> _Problem_:
Return exactly those lines of the material below that fall between the line holding "filename xtask/src/main.rs" and the line holding "test(&sh)?;", inclusive.

== Segment start ==

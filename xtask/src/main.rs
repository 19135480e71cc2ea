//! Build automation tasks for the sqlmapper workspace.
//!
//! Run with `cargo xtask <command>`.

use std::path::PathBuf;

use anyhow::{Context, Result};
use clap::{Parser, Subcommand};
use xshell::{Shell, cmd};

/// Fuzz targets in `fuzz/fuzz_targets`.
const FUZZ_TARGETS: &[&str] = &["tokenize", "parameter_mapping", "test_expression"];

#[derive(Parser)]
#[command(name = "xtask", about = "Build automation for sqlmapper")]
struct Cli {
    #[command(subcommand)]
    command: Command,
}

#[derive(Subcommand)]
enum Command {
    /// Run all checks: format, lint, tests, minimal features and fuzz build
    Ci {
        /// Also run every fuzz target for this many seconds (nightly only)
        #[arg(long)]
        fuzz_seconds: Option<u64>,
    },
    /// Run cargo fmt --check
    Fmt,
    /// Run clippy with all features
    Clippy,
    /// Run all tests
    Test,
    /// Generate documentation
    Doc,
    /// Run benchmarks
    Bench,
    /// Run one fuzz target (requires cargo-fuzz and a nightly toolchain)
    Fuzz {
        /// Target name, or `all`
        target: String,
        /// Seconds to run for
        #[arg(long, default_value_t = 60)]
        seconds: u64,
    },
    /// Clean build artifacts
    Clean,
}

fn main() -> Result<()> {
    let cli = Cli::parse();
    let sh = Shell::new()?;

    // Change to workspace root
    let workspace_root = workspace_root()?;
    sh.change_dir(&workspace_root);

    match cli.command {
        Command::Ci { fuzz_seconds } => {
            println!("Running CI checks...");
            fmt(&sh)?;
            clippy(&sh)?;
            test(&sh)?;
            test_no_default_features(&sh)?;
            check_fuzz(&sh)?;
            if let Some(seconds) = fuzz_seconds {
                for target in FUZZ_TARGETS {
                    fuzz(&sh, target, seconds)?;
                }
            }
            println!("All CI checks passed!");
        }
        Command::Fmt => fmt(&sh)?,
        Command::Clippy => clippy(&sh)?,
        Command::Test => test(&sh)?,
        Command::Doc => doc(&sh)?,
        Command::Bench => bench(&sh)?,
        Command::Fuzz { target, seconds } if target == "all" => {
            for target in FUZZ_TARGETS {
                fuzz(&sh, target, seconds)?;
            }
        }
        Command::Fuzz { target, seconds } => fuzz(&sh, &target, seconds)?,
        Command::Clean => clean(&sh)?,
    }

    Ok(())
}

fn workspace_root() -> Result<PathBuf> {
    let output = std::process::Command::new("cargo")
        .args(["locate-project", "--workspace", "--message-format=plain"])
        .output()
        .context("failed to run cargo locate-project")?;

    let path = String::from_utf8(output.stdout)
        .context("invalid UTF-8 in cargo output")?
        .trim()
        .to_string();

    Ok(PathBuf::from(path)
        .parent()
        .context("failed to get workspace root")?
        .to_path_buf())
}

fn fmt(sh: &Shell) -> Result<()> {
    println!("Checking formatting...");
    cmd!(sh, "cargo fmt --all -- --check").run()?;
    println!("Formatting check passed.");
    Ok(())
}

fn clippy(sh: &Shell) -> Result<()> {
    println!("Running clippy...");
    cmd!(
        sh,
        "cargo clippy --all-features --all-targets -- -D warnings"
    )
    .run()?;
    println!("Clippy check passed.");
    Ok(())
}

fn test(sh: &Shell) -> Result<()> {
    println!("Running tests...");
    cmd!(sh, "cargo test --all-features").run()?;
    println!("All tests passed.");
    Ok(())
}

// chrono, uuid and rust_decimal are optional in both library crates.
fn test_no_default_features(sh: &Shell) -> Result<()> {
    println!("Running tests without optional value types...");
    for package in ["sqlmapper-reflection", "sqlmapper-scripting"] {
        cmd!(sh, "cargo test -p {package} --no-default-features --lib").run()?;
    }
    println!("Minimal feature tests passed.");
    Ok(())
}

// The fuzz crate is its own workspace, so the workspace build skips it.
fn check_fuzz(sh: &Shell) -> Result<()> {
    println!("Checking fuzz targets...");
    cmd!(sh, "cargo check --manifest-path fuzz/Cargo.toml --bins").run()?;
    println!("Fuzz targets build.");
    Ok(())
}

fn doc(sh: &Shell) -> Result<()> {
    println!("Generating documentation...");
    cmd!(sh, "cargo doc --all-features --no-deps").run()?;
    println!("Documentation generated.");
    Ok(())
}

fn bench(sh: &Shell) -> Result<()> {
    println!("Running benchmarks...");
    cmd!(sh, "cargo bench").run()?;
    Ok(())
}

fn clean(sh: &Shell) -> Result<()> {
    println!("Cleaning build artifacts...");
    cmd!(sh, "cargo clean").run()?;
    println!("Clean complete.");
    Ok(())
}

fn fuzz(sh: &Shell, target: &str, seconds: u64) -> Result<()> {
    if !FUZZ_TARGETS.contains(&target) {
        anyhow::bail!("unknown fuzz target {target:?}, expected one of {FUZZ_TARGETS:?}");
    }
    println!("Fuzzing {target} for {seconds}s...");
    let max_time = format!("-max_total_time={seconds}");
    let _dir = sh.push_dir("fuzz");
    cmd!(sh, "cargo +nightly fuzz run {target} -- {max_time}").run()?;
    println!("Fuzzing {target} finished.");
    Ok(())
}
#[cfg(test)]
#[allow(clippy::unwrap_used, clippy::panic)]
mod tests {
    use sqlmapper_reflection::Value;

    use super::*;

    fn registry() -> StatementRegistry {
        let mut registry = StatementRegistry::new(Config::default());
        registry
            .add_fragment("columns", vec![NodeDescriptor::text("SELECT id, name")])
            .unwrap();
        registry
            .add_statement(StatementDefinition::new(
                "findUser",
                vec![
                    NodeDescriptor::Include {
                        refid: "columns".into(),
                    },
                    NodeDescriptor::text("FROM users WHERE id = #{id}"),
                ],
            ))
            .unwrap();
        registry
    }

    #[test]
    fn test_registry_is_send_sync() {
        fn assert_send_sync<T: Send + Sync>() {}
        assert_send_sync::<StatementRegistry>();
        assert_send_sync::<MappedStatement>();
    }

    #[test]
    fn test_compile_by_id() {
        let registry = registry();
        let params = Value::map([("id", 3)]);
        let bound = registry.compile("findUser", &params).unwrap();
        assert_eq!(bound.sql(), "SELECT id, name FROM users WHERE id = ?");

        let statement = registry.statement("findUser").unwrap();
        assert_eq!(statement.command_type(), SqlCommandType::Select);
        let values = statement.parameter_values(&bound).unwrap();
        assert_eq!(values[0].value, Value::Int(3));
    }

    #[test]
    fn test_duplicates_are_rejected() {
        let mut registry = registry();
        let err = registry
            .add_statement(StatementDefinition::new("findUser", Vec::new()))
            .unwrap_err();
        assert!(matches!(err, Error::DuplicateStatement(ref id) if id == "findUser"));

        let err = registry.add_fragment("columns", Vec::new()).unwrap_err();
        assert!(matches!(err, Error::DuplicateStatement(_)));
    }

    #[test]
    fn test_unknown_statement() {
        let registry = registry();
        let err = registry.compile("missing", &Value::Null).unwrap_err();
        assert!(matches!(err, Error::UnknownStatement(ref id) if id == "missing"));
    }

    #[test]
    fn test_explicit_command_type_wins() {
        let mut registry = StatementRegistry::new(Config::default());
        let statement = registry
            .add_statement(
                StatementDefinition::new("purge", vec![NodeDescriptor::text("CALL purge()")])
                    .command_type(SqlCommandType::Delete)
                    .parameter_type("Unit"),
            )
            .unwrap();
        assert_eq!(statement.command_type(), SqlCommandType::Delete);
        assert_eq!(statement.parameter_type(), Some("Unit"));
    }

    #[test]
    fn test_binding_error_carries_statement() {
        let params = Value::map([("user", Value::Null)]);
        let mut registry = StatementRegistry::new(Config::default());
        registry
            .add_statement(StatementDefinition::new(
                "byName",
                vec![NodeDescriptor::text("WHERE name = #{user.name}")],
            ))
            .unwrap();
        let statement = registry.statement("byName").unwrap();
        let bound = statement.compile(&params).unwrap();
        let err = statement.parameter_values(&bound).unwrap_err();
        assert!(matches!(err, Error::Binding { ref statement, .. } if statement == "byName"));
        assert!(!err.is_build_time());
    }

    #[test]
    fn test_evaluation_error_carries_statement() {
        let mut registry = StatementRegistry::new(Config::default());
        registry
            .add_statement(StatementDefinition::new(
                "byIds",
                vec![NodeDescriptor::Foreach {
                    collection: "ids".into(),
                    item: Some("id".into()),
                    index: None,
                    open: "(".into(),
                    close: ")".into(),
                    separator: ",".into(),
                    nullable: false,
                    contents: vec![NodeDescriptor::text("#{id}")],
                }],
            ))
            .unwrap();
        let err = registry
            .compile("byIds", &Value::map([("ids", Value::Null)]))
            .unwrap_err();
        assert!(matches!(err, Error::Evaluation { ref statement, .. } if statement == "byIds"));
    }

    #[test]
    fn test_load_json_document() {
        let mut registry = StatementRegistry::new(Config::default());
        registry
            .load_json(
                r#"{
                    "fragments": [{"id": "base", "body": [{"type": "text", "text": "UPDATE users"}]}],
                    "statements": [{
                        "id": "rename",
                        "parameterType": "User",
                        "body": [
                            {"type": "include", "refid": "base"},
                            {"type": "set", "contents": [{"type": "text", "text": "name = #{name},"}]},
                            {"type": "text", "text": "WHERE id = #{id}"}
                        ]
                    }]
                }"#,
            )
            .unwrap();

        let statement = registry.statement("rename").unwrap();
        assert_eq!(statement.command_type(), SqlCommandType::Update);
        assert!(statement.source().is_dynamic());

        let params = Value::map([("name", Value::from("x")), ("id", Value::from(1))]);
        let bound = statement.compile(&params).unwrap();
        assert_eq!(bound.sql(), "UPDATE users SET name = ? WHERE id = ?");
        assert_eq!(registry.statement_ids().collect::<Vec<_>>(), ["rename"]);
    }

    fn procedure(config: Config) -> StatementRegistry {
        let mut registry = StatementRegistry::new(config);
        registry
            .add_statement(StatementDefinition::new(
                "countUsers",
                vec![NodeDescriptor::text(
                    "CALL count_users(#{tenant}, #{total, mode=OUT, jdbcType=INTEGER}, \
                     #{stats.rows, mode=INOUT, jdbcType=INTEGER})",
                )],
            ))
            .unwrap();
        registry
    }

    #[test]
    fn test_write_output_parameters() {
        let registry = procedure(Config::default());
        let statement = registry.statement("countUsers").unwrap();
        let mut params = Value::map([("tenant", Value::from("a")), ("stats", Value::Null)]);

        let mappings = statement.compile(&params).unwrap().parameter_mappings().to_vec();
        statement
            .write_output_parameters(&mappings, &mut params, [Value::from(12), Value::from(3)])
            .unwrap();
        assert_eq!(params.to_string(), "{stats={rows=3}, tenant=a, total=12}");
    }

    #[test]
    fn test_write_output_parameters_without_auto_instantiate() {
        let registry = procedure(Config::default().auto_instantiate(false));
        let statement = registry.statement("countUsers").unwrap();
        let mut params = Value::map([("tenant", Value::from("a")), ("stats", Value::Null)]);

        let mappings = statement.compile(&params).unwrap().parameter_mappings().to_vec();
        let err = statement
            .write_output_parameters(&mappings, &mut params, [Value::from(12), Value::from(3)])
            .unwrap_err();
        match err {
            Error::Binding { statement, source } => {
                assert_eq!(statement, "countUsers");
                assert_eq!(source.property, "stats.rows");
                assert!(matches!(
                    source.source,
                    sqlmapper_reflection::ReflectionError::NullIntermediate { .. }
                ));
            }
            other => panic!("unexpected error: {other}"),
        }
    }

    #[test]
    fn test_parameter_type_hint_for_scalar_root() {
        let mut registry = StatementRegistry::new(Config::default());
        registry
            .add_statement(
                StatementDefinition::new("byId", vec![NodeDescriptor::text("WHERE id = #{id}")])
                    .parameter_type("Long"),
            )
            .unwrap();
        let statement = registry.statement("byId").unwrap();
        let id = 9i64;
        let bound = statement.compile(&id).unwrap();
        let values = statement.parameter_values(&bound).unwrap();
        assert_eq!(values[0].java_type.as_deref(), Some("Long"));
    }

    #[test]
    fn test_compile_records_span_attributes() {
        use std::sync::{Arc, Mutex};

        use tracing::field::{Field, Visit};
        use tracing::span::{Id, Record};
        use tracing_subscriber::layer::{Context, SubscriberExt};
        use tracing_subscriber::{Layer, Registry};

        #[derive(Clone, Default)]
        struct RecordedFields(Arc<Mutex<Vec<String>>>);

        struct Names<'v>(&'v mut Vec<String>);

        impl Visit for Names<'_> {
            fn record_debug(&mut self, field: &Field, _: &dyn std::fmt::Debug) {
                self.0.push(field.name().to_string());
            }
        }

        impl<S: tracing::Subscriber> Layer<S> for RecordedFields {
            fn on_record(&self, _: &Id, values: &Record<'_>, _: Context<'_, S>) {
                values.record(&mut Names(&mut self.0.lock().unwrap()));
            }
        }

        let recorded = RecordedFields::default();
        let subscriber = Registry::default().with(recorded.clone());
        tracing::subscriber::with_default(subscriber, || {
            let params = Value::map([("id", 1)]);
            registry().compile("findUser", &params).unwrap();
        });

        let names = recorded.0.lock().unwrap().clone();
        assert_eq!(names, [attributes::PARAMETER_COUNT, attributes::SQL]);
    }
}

== Segment end ==
== Segment start ==

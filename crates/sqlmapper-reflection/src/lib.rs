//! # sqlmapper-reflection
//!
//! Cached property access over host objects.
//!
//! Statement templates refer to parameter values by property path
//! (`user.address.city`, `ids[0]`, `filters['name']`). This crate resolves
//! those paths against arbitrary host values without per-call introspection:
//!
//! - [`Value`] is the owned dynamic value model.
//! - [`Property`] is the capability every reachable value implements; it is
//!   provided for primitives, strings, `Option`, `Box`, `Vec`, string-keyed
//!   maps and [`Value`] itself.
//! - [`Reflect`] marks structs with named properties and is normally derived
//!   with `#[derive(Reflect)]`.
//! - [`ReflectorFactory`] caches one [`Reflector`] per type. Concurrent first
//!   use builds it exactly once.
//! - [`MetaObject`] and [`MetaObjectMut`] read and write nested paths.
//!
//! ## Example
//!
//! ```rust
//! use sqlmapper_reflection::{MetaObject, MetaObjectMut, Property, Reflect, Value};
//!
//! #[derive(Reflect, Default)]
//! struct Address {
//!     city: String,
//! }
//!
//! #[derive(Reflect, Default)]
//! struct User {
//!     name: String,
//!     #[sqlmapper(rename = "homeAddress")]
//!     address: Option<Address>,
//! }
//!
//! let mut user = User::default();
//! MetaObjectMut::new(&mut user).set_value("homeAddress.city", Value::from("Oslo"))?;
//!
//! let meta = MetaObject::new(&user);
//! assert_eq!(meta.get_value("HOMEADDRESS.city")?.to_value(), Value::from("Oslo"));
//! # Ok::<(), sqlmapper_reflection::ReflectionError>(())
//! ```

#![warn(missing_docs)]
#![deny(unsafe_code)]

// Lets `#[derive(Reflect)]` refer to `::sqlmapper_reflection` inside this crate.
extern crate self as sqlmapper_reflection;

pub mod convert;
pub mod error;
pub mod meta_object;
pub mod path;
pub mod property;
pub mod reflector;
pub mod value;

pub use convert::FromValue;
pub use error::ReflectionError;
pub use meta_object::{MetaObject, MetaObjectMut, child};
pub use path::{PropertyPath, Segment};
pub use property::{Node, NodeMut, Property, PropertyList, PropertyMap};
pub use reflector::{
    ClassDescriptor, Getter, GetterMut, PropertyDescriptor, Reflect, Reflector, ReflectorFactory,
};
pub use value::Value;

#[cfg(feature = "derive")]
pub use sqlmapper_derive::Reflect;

== Segment end ==

> _The completed task_:
filename xtask/src/main.rs
repository 19135480e71cc2ea
//! Build automation tasks for the sqlmapper workspace.
//!
//! Run with `cargo xtask <command>`.

use std::path::PathBuf;

use anyhow::{Context, Result};
use clap::{Parser, Subcommand};
use xshell::{Shell, cmd};

/// Fuzz targets in `fuzz/fuzz_targets`.
const FUZZ_TARGETS: &[&str] = &["tokenize", "parameter_mapping", "test_expression"];

#[derive(Parser)]
#[command(name = "xtask", about = "Build automation for sqlmapper")]
struct Cli {
    #[command(subcommand)]
    command: Command,
}

#[derive(Subcommand)]
enum Command {
    /// Run all checks: format, lint, tests, minimal features and fuzz build
    Ci {
        /// Also run every fuzz target for this many seconds (nightly only)
        #[arg(long)]
        fuzz_seconds: Option<u64>,
    },
    /// Run cargo fmt --check
    Fmt,
    /// Run clippy with all features
    Clippy,
    /// Run all tests
    Test,
    /// Generate documentation
    Doc,
    /// Run benchmarks
    Bench,
    /// Run one fuzz target (requires cargo-fuzz and a nightly toolchain)
    Fuzz {
        /// Target name, or `all`
        target: String,
        /// Seconds to run for
        #[arg(long, default_value_t = 60)]
        seconds: u64,
    },
    /// Clean build artifacts
    Clean,
}

fn main() -> Result<()> {
    let cli = Cli::parse();
    let sh = Shell::new()?;

    // Change to workspace root
    let workspace_root = workspace_root()?;
    sh.change_dir(&workspace_root);

    match cli.command {
        Command::Ci { fuzz_seconds } => {
            println!("Running CI checks...");
            fmt(&sh)?;
            clippy(&sh)?;
            test(&sh)?;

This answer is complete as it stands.